There are not enough records available to reconstruct global or even hemispheric mean temperature prior to about 600 years ago with a high degree of confidence. What records that do exist show is that there was no multi-century periods when global or hemispheric temperatures were the same or warmer than in the 20th century. For example, Mann et al. (1999) generated a 1,000 year Northern Hemisphere temperature reconstruction (shown above) using data from multiple ice cores and tree ring records. This reconstruction suggests that the 1998 annual average temperature was more than two standard deviations warmer than any annual average temperature value since AD 1,000 (shown in yellow). (For complete scientific reference of this study, please click here. Link to Mann 1999 FTP Data.)

In summary, it appears that the 20th century, and in particular the late 20th century, is likely the warmest the Earth has seen in at least 1200 years. To learn more about the so-called "Medieval Warm Period", please read this review published in Climatic Change, written by M.K. Hughes and H.F. Diaz. (For complete review reference click here.)
ncdc.noaa.gov



To: Nadine Carroll who wrote (224068)3/14/2007 3:31:11 AM
From: geode00  Respond to of 281500
 
"...climate change is not just about temperature. As carbon dioxide has changed in the past, many other aspects of climate changed too. During glacial times, snow-lines were lower, continents were drier, and the tropical monsoons were weaker. Some of these changes may be independent, others tightly coupled to the changing level of carbon dioxide. Understanding which of these changes might occur in the future, and how large those changes might be, remains a topic of vigorous research.

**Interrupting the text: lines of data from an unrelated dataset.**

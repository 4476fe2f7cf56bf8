//! Shared proptest strategies for schema tests.

use proptest::prelude::*;

use crate::{CaseInput, CaseRecord};

/// Strategy for generating arbitrary case records with plausible ranges.
pub fn arb_case() -> impl Strategy<Value = CaseRecord> {
    (1u32..=30, 0.0f64..3000.0, 0.0f64..5000.0, 0.0f64..5000.0).prop_map(
        |(days, miles, receipts, output)| CaseRecord {
            input: CaseInput {
                trip_duration_days: days,
                miles_traveled: miles,
                total_receipts_amount: receipts,
            },
            expected_output: output,
        },
    )
}
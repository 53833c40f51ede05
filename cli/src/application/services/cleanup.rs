//! Teardown: hand every leased VM back to the pool.

use std::time::Instant;

use anyhow::{Context, Result};
use futures_util::future::join_all;

use crate::application::ports::{HttpMethod, Pause, PoolTransport, ProgressReporter};
use crate::application::services::pool_client::PoolClient;
use crate::domain::{Host, LeaseError, TeardownFailure, build_vm_url};

impl<T, R, P> PoolClient<T, R, P>
where
    T: PoolTransport,
    R: ProgressReporter,
    P: Pause,
{
    /// Issue exactly one `DELETE /vm/<hostname>` per leased host.
    ///
    /// Every deletion is attempted even when others fail. Released hosts are
    /// unbound in `hosts`; hosts whose deletion failed keep their VM so a
    /// later cleanup can retry them.
    ///
    /// # Errors
    ///
    /// Returns `TeardownFailed` listing every host that could not be released.
    pub async fn cleanup(&self, hosts: &mut [Host]) -> Result<()> {
        let names: Vec<String> = hosts.iter().filter_map(|h| h.vmhostname.clone()).collect();
        if names.len() != hosts.len() {
            self.reporter.warn(
                "some hosts did not have vmhostname set; VM provisioning was likely not successful",
            );
        }

        let started = Instant::now();
        let deletions = names.iter().map(|name| async move {
            self.reporter
                .step(&format!("handing '{name}' back to the pool for VM destruction"));
            (name, self.release(name).await)
        });
        let results = join_all(deletions).await;

        let mut failures = Vec::new();
        for (name, result) in results {
            match result {
                Ok(()) => {
                    if let Some(host) = hosts
                        .iter_mut()
                        .find(|h| h.vmhostname.as_deref() == Some(name.as_str()))
                    {
                        host.release();
                    }
                }
                Err(e) => failures.push(TeardownFailure {
                    hostname: name.clone(),
                    reason: format!("{e:#}"),
                }),
            }
        }
        self.reporter.success(&format!(
            "spent {:.2} seconds cleaning up",
            started.elapsed().as_secs_f64()
        ));

        if failures.is_empty() {
            Ok(())
        } else {
            Err(LeaseError::TeardownFailed { failures }.into())
        }
    }

    async fn release(&self, hostname: &str) -> Result<()> {
        let url = build_vm_url(&self.config.pooling_api, hostname)?;
        let response = self
            .send(HttpMethod::Delete, url, None)
            .await
            .with_context(|| format!("deleting VM {hostname}"))?;
        if !vmlease_common::response_ok(&response) {
            anyhow::bail!("pool refused to delete VM {hostname}");
        }
        Ok(())
    }
}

The Paleoclimatology Program exists to help scientists document these changes that have occurred in the past as one approach to understanding future climate change.

ncdc.noaa.gov



To: Nadine Carroll who wrote (224068)3/14/2007 11:54:38 AM
From: Wharf Rat  Read Replies (1) | Respond to of 281500
 
"you had the medieval warm period, followed by the Little Ice Age, which started getting warmer again about"

Didn't happen; regional phenomenon. We are talking global warming, not regional climate. Big mudball. So big that the US is only half of one continent, the 7 of which make up only 1/7 of the planet. And the 6/7th part which is water is really three dimensional; stores lots of heat.

I'll try and make it simple. A conservative republican congressman, Roscoe Bartlett, tried to explain it to a dinosaur from SoCal. Bartlett is a physiologist, so he gets it...

If you have a see-saw perfectly in balance, and you add 1000 pounds to one side, it will move. If you only add 100 lbs, it will still move." In case you aren't with Roscoe at this point, if you add one lb, it will move. And we are adding 7.5 GT every year.